The Superhero genre continues to be hugely popular, but the home-grown market has recently exploded with kids eager to spend their pocket money on a host of comic-style stories such as the Diary Of A Wimpy Kid series by Jeff Kinney along with Jamie Smart’s Bunny Vs Monkey books.
Adam, 47, says: “I just finished a week-long tour of schools on the back of World Book Day and pretty much every class was crammed into the gym for the sessions. I will give a few tips on how to draw and then it’s pretty much heads down as everyone comes up with their own characters and stories.
“For kids who aren’t that great at drawing or writing it doesn’t matter, as the great American comic book writer James Kochalka said that comics are closer to our thought process as we think, not in moving pictures, but in little snapshots.
“That’s why putting a story down in comic book form is so much easier for kids.”
Adam’s hugely popular Corpse Talk series sees the author in comic book form interviewing famous characters from history, such as William Shakespeare, after digging up their zombie bodies.
He says: “That’s one of my favourites as I also did this four-page adaptation of Macbeth. So some of my young readers were perhaps introduced to William Shakespeare through the pages of a comic.”

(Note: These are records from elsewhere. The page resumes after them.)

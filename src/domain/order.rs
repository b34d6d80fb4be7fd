//! Order totals.

use serde::{Deserialize, Serialize};
use uuid::Uuid;

use crate::domain::money::Money;
use crate::domain::pricing::price_line_cents;

#[derive(Debug, Clone, Copy, PartialEq, Eq, Serialize, Deserialize)]
#[serde(rename_all = "lowercase")]
pub enum OrderStatus {
    Pending,
    Paid,
    Dispatched,
}

impl OrderStatus {
    pub fn as_str(&self) -> &'static str {
        match self {
            Self::Pending => "pending",
            Self::Paid => "paid",
            Self::Dispatched => "dispatched",
        }
    }
}

/// One priced product-weight entry, as submitted at checkout.
#[derive(Debug, Clone, Serialize, Deserialize)]
pub struct OrderLine {
    pub product_id: Uuid,
    pub price_per_kg_cents: Money,
    pub weight_grams: i64,
}

impl OrderLine {
    pub fn line_total(&self) -> Money {
        price_line_cents(self.price_per_kg_cents, self.weight_grams)
    }
}

#[derive(Debug, Clone, Copy, PartialEq, Eq, Serialize)]
pub struct OrderTotals {
    pub subtotal_cents: Money,
    pub discount_cents: Money,
    pub shipping_cents: Money,
    pub total_cents: Money,
}

/// Folds priced lines, a coupon discount and a shipping fee into the order
/// total. The discount is clamped to `[0, subtotal]` and shipping to `>= 0`,
/// so the total can never go negative.
pub fn compute_order_totals(
    items: &[OrderLine],
    discount: Money,
    shipping: Money,
) -> OrderTotals {
    let subtotal: Money = items.iter().map(OrderLine::line_total).sum();
    let discount = discount.clamp_non_negative().min(subtotal);
    let shipping = shipping.clamp_non_negative();
    OrderTotals {
        subtotal_cents: subtotal,
        discount_cents: discount,
        shipping_cents: shipping,
        total_cents: subtotal - discount + shipping,
    }
}

#[cfg(test)]
mod tests {
    use super::*;

    fn line(per_kg: i64, grams: i64) -> OrderLine {
        OrderLine {
            product_id: Uuid::new_v4(),
            price_per_kg_cents: Money::from_cents(per_kg),
            weight_grams: grams,
        }
    }

    #[test]
    fn test_checkout_reference_scenario() {
        // 1kg at R$ 100,00/kg prices at 9.000 after the 10% tier; a 10%-off
        // coupon takes 900; manual shipping for 5km is 1090 + 5*290 = 2540.
        let items = vec![line(10_000, 1000)];
        let totals = compute_order_totals(
            &items,
            Money::from_cents(900),
            Money::from_cents(2540),
        );
        assert_eq!(totals.subtotal_cents.cents(), 9000);
        assert_eq!(totals.discount_cents.cents(), 900);
        assert_eq!(totals.shipping_cents.cents(), 2540);
        assert_eq!(totals.total_cents.cents(), 10_640);
    }

    #[test]
    fn test_discount_clamped_to_subtotal() {
        let items = vec![line(1000, 100)]; // 100 centavos
        let totals = compute_order_totals(&items, Money::from_cents(5000), Money::zero());
        assert_eq!(totals.discount_cents, totals.subtotal_cents);
        assert_eq!(totals.total_cents, Money::zero());
    }

    #[test]
    fn test_negative_discount_clamped_to_zero() {
        let items = vec![line(1000, 100)];
        let totals = compute_order_totals(&items, Money::from_cents(-300), Money::zero());
        assert_eq!(totals.discount_cents, Money::zero());
        assert_eq!(totals.total_cents, totals.subtotal_cents);
    }

    #[test]
    fn test_round_trip_identity() {
        let cases = [
            (vec![line(10_000, 1000), line(6990, 250)], 500, 2540),
            (vec![line(8990, 499)], 0, 0),
            (vec![], 1000, 1090),
            (vec![line(12_500, 750), line(4590, 100), line(9990, 2000)], 99_999, 310),
        ];
        for (items, discount, shipping) in cases {
            let t = compute_order_totals(
                &items,
                Money::from_cents(discount),
                Money::from_cents(shipping),
            );
            assert_eq!(
                t.subtotal_cents - t.discount_cents + t.shipping_cents,
                t.total_cents
            );
            assert!(t.discount_cents <= t.subtotal_cents);
            assert!(!t.total_cents.is_negative());
        }
    }

    #[test]
    fn test_pure_and_repeatable() {
        let items = vec![line(10_000, 1000), line(6990, 350)];
        let a = compute_order_totals(&items, Money::from_cents(700), Money::from_cents(1090));
        let b = compute_order_totals(&items, Money::from_cents(700), Money::from_cents(1090));
        assert_eq!(a, b);
    }
}
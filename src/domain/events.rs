//! Domain events published over NATS when a broker is configured.

use serde::Serialize;
use uuid::Uuid;

#[derive(Debug, Clone, Serialize)]
#[serde(tag = "type", rename_all = "snake_case")]
pub enum OrderEvent {
    Paid {
        order_id: Uuid,
        net_value_cents: i64,
    },
    Dispatched {
        order_id: Uuid,
        provider: String,
        fee_cents: i64,
    },
}

impl OrderEvent {
    pub fn subject(&self) -> &'static str {
        match self {
            Self::Paid { .. } => "orders.paid",
            Self::Dispatched { .. } => "orders.dispatched",
        }
    }
}

/// Fire-and-forget publish; a down broker never fails the request.
pub async fn publish(nats: Option<&async_nats::Client>, event: &OrderEvent) {
    let Some(client) = nats else { return };
    let payload = match serde_json::to_vec(event) {
        Ok(bytes) => bytes,
        Err(err) => {
            tracing::warn!(error = %err, "failed to serialize order event");
            return;
        }
    };
    if let Err(err) = client.publish(event.subject().to_string(), payload.into()).await {
        tracing::warn!(error = %err, subject = event.subject(), "failed to publish order event");
    }
}

#[cfg(test)]
mod tests {
    use super::*;

    #[test]
    fn test_subjects() {
        let paid = OrderEvent::Paid { order_id: Uuid::new_v4(), net_value_cents: 100 };
        assert_eq!(paid.subject(), "orders.paid");
        let dispatched = OrderEvent::Dispatched {
            order_id: Uuid::new_v4(),
            provider: "manual".into(),
            fee_cents: 2540,
        };
        assert_eq!(dispatched.subject(), "orders.dispatched");
    }

    #[test]
    fn test_paid_payload_shape() {
        let id = Uuid::new_v4();
        let value = serde_json::to_value(OrderEvent::Paid { order_id: id, net_value_cents: 870 })
            .expect("serialize");
        assert_eq!(value["type"], "paid");
        assert_eq!(value["net_value_cents"], 870);
        assert_eq!(value["order_id"], id.to_string());
    }
}
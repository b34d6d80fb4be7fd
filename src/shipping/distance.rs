//! Driving distance between the store and a delivery point, via the Google
//! Distance Matrix API. Any failure degrades to zero kilometers, which keeps
//! the quote chain deterministic when the maps provider is down.

use serde::Deserialize;

const DISTANCE_MATRIX_URL: &str = "https://maps.googleapis.com/maps/api/distancematrix/json";

#[derive(Debug, Deserialize)]
struct MatrixResponse {
    #[serde(default)]
    rows: Vec<MatrixRow>,
}

#[derive(Debug, Deserialize)]
struct MatrixRow {
    #[serde(default)]
    elements: Vec<MatrixElement>,
}

#[derive(Debug, Deserialize)]
struct MatrixElement {
    distance: Option<MatrixDistance>,
}

#[derive(Debug, Deserialize)]
struct MatrixDistance {
    /// Meters.
    value: f64,
}

#[derive(Debug, Clone)]
pub struct DistanceClient {
    http: reqwest::Client,
    api_key: Option<String>,
    origin_lat: f64,
    origin_lng: f64,
}

impl DistanceClient {
    pub fn new(
        http: reqwest::Client,
        api_key: Option<String>,
        origin_lat: f64,
        origin_lng: f64,
    ) -> Self {
        Self { http, api_key, origin_lat, origin_lng }
    }

    /// Kilometers from the store to the destination, or 0.0 when the maps
    /// provider is unconfigured or unreachable.
    pub async fn distance_km(&self, lat: f64, lng: f64) -> f64 {
        let Some(api_key) = &self.api_key else {
            return 0.0;
        };

        let response = self
            .http
            .get(DISTANCE_MATRIX_URL)
            .query(&[
                ("origins", format!("{},{}", self.origin_lat, self.origin_lng)),
                ("destinations", format!("{},{}", lat, lng)),
                ("key", api_key.clone()),
            ])
            .send()
            .await;

        let response = match response {
            Ok(r) if r.status().is_success() => r,
            Ok(r) => {
                tracing::warn!(status = %r.status(), "distance matrix rejected request");
                return 0.0;
            }
            Err(err) => {
                tracing::warn!(error = %err, "distance matrix unavailable");
                return 0.0;
            }
        };

        match response.json::<MatrixResponse>().await {
            Ok(body) => {
                let meters = body
                    .rows
                    .first()
                    .and_then(|row| row.elements.first())
                    .and_then(|el| el.distance.as_ref())
                    .map(|d| d.value)
                    .unwrap_or(0.0);
                meters / 1000.0
            }
            Err(err) => {
                tracing::warn!(error = %err, "distance matrix unparseable");
                0.0
            }
        }
    }
}

#[cfg(test)]
mod tests {
    use super::*;

    #[tokio::test]
    async fn test_unconfigured_key_yields_zero() {
        let client = DistanceClient::new(reqwest::Client::new(), None, -23.561684, -46.625378);
        assert_eq!(client.distance_km(-23.55, -46.63).await, 0.0);
    }

    #[test]
    fn test_matrix_parsing() {
        let body: MatrixResponse = serde_json::from_str(
            r#"{"rows":[{"elements":[{"distance":{"value":5230.0,"text":"5.2 km"}}]}]}"#,
        )
        .expect("parse");
        let meters = body.rows[0].elements[0].distance.as_ref().map(|d| d.value);
        assert_eq!(meters, Some(5230.0));
    }

    #[test]
    fn test_matrix_parsing_tolerates_empty_rows() {
        let body: MatrixResponse = serde_json::from_str(r#"{"status":"ZERO_RESULTS"}"#)
            .expect("parse");
        assert!(body.rows.is_empty());
    }
}
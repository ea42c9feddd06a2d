//! Timer queue driving retransmissions, transaction wait states, dialog 2xx
//! retransmission and refresher renewals.
//!
//! Cancelling removes the entry from the live table; the heap entry left
//! behind is skipped lazily because its generation no longer matches. A
//! handle can therefore be cancelled any number of times, and a timer that
//! is due but not yet popped never fires once cancelled.

use crate::domain::shared::value_objects::{DialogId, RefresherId, TransactionKey};
use std::cmp::Reverse;
use std::collections::{BinaryHeap, HashMap};
use tokio::time::Instant;

/// RFC 3261 Timer types
#[derive(Debug, Clone, Copy, PartialEq, Eq, Hash)]
pub enum TimerType {
    /// Timer A: INVITE request retransmit interval (default: T1)
    TimerA,
    /// Timer B: INVITE transaction timeout (default: 64*T1)
    TimerB,
    /// Timer D: Wait time for response retransmits (default: 32s for UDP, 0s for TCP)
    TimerD,
    /// Timer E: Non-INVITE request retransmit (default: T1)
    TimerE,
    /// Timer F: Non-INVITE transaction timeout (default: 64*T1)
    TimerF,
    /// Timer G: INVITE response retransmit (default: T1)
    TimerG,
    /// Timer H: Wait time for ACK receipt (default: 64*T1)
    TimerH,
    /// Timer I: Wait time for ACK retransmits (default: T4 for UDP, 0s for TCP)
    TimerI,
    /// Timer J: Wait time for retransmits of non-INVITE requests (default: 64*T1 for UDP, 0s for TCP)
    TimerJ,
    /// Timer K: Wait time for response retransmits (default: T4 for UDP, 0s for TCP)
    TimerK,
}

/// Why a refresher timer was armed
#[derive(Debug, Clone, Copy, PartialEq, Eq, Hash)]
pub enum RefreshPurpose {
    NormalRefresh,
    Retry,
}

/// What a timer acts on when it fires
#[derive(Debug, Clone, PartialEq, Eq)]
pub enum TimerTarget {
    Transaction(TransactionKey, TimerType),
    /// Remove a terminated transaction from the table
    ReapTransaction(TransactionKey),
    /// UAS retransmission of a 2xx to INVITE until the ACK arrives
    Dialog2xxRetransmit(DialogId),
    Dialog2xxTimeout(DialogId),
    /// Drop the tombstone of a terminated dialog
    ForgetDialog(DialogId),
    Refresher(RefresherId, RefreshPurpose),
}

/// Handle returned by [`TimerQueue::schedule`]
#[derive(Debug, Clone, Copy, PartialEq, Eq, Hash)]
pub struct TimerHandle {
    id: u64,
    generation: u64,
}

#[derive(Debug)]
struct TimerEntry {
    generation: u64,
    deadline: Instant,
    target: TimerTarget,
}

/// Single-threaded timer queue
#[derive(Debug, Default)]
pub struct TimerQueue {
    heap: BinaryHeap<Reverse<(Instant, u64, u64)>>,
    live: HashMap<u64, TimerEntry>,
    next_id: u64,
    next_generation: u64,
}

impl TimerQueue {
    pub fn new() -> Self {
        Self::default()
    }

    pub fn schedule(&mut self, deadline: Instant, target: TimerTarget) -> TimerHandle {
        self.next_id += 1;
        self.next_generation += 1;
        let handle = TimerHandle {
            id: self.next_id,
            generation: self.next_generation,
        };
        self.heap
            .push(Reverse((deadline, handle.id, handle.generation)));
        self.live.insert(
            handle.id,
            TimerEntry {
                generation: handle.generation,
                deadline,
                target,
            },
        );
        handle
    }

    /// Cancel a timer. Returns false when it already fired or was cancelled.
    pub fn cancel(&mut self, handle: TimerHandle) -> bool {
        match self.live.get(&handle.id) {
            Some(entry) if entry.generation == handle.generation => {
                self.live.remove(&handle.id);
                true
            }
            _ => false,
        }
    }

    pub fn is_pending(&self, handle: TimerHandle) -> bool {
        self.live
            .get(&handle.id)
            .is_some_and(|entry| entry.generation == handle.generation)
    }

    /// Deadline of a pending timer
    pub fn deadline(&self, handle: TimerHandle) -> Option<Instant> {
        self.live
            .get(&handle.id)
            .filter(|entry| entry.generation == handle.generation)
            .map(|entry| entry.deadline)
    }

    /// Pop the earliest live timer due at `now`
    pub fn pop_due(&mut self, now: Instant) -> Option<(TimerHandle, TimerTarget)> {
        while let Some(Reverse((deadline, id, generation))) = self.heap.peek().copied() {
            let live = self
                .live
                .get(&id)
                .is_some_and(|entry| entry.generation == generation);
            if !live {
                // cancelled, drop the stale heap slot
                self.heap.pop();
                continue;
            }
            if deadline > now {
                return None;
            }
            self.heap.pop();
            let entry = self.live.remove(&id)?;
            return Some((TimerHandle { id, generation }, entry.target));
        }
        None
    }

    pub fn next_deadline(&mut self) -> Option<Instant> {
        while let Some(Reverse((deadline, id, generation))) = self.heap.peek().copied() {
            let live = self
                .live
                .get(&id)
                .is_some_and(|entry| entry.generation == generation);
            if live {
                return Some(deadline);
            }
            self.heap.pop();
        }
        None
    }

    pub fn len(&self) -> usize {
        self.live.len()
    }

    pub fn is_empty(&self) -> bool {
        self.live.is_empty()
    }
}
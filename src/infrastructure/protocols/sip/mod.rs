//! SIP engine
//!
//! Transaction, dialog and refresher layers of a SIP user agent (RFC 3261),
//! driven by a single [`Provider`] that owns every live object.
//!
//! Architecture:
//! ```text
//! ┌─────────────────────────┐
//! │      Application        │  SipEvent receiver, StackHandle::call
//! └───────────┬─────────────┘
//!             │
//! ┌───────────▼─────────────┐
//! │   Refresher Layer       │  REGISTER / SUBSCRIBE / PUBLISH renewal
//! └───────────┬─────────────┘
//!             │
//! ┌───────────▼─────────────┐
//! │    Dialog Layer         │  CSeq, targets, route set, 2xx ACK
//! └───────────┬─────────────┘
//!             │
//! ┌───────────▼─────────────┐
//! │   Transaction Layer     │  RFC 3261 state machines and timers
//! └───────────┬─────────────┘
//!             │
//! ┌───────────▼─────────────┐
//! │   Channel Pool          │  shared, reference-counted channels (UDP)
//! └─────────────────────────┘
//! ```

pub mod auth;
pub mod builder;
pub mod channel;
pub mod dialog;
pub mod event;
pub mod message;
pub mod metrics;
pub mod provider;
pub mod refresher;
pub mod resolver;
pub mod stack;
pub mod timer;
pub mod transaction;
pub mod transport;

pub use auth::{AuthChallenge, AuthHelper, DigestAuthHelper, UserCredentials};
pub use builder::{build_cancel, build_non2xx_ack, build_response, RequestBuilder, ResponseBuilder};
pub use channel::{Channel, ChannelFactory, ChannelPool, ResolveRequest};
pub use dialog::{Dialog, DialogState};
pub use event::SipEvent;
pub use message::{SipHeaders, SipMessage, SipRequest, SipResponse};
pub use provider::Provider;
pub use refresher::{RefreshFailure, RefreshListener, RefreshReport, RefresherState};
pub use resolver::{Resolver, TokioResolver};
pub use stack::{Stack, StackHandle, StackInput};
pub use timer::{RefreshPurpose, TimerHandle, TimerQueue, TimerTarget, TimerType};
pub use transaction::{
    InviteClientState, InviteServerState, NonInviteClientState, NonInviteServerState,
    SipTimers, Transaction, TransactionOwner, TransactionState, TransactionTimerAction,
};
pub use transport::{UdpChannel, UdpChannelFactory, UdpTransport};
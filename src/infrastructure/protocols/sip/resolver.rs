//! Name resolution for channel destinations

use crate::domain::shared::error::SipError;
use async_trait::async_trait;
use std::net::SocketAddr;
use tracing::debug;

/// Asynchronous host lookup. Results are posted back to the stack loop.
#[async_trait]
pub trait Resolver: Send + Sync {
    async fn resolve(&self, host: &str, port: u16) -> Result<Vec<SocketAddr>, SipError>;
}

/// A/AAAA lookup through the system resolver
#[derive(Debug, Default, Clone)]
pub struct TokioResolver;

#[async_trait]
impl Resolver for TokioResolver {
    async fn resolve(&self, host: &str, port: u16) -> Result<Vec<SocketAddr>, SipError> {
        let addrs: Vec<SocketAddr> = tokio::net::lookup_host((host, port))
            .await
            .map_err(|e| SipError::TransportError(format!("Lookup of {} failed: {}", host, e)))?
            .collect();
        debug!("Resolved {}:{} to {:?}", host, port, addrs);
        if addrs.is_empty() {
            return Err(SipError::TransportError(format!("No address for {}", host)));
        }
        Ok(addrs)
    }
}
//! SIP Dialog Layer (RFC 3261 Section 12)
//!
//! A dialog is the peer-to-peer relationship created by an INVITE or
//! SUBSCRIBE. It keeps the CSeq counters, the targets and the route set used
//! for every request sent inside it. Dialogs live in the provider's table
//! keyed by [`DialogId`]; transactions refer to them by id only.

use super::message::{addr_uri, with_header_param, SipHeaders, SipRequest, SipResponse};
use super::metrics;
use super::provider::Provider;
use super::timer::{TimerHandle, TimerTarget};
use crate::domain::shared::error::SipError;
use crate::domain::shared::value_objects::{
    BranchId, ChannelKey, DialogId, SipMethod, TransactionKey,
};
use std::time::Duration;
use tokio::time::Instant;
use tracing::{debug, info, warn};

/// Dialog states
#[derive(Debug, Clone, Copy, PartialEq, Eq)]
pub enum DialogState {
    Null,
    Early,
    Confirmed,
    Terminated,
}

/// 2xx to INVITE kept on the wire by the UAS until the ACK arrives
#[derive(Debug)]
pub(crate) struct Pending2xx {
    response: SipResponse,
    cseq: u32,
    channel: Option<ChannelKey>,
    interval: Duration,
    retransmit: Option<TimerHandle>,
    timeout: TimerHandle,
}

/// Result of checking an incoming request against the dialog table
#[derive(Debug, Clone, PartialEq, Eq)]
pub(crate) enum DialogMatch {
    None,
    InDialog(DialogId),
    /// Duplicate or out of order CSeq
    Stale,
}

#[derive(Debug)]
pub struct Dialog {
    pub id: DialogId,
    pub state: DialogState,
    pub is_server: bool,
    /// Method of the request that created the dialog
    pub method: SipMethod,
    pub local_cseq: u32,
    pub remote_cseq: Option<u32>,
    pub local_uri: String,
    pub remote_uri: String,
    pub local_target: String,
    pub remote_target: String,
    pub route_set: Vec<String>,
    pub route_set_frozen: bool,
    pub secure: bool,
    pub creating_transaction: Option<TransactionKey>,
    /// CSeq of the INVITE whose 2xx still needs (or got) an ACK
    pub(crate) invite_cseq: Option<u32>,
    pub(crate) last_ack: Option<SipRequest>,
    pub(crate) ack_channel: Option<ChannelKey>,
    pub(crate) pending_2xx: Option<Pending2xx>,
}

And Karrie, from Edinburgh, says attitudes around comics at home should catch up with the rest of the world.
She says: “In France, Germany, Belgium, Japan and America there are huge comic industries. So we need to bolster the British comic industry as there’s a massive untapped market here.
“We’re also getting a lot of neurodivergent people too as we’ve found many autistic people love reading comics.”
Edinburgh-born comic artist and writer Edward Ross, 39, who wrote the popular Graphic Novel Builder, says: “The cool thing with comics is you don’t need this multi-million pound budget to make one.
“All you need is a pencil and a paper. When I was a kid, it was the Beano and the Dandy and while we’ve still got those, there’s now Phoenix, the Bunny vs Monkey and Dog Man, which are flying off the shelves.”
He adds: “So many schools and teachers really are embracing comic books, but I’d like to see that across the board as they shouldn’t just see reading comics as not a step towards reading.
“We can’t discount their importance. Even if a kid only ever reads comics, they’re still absorbing information.”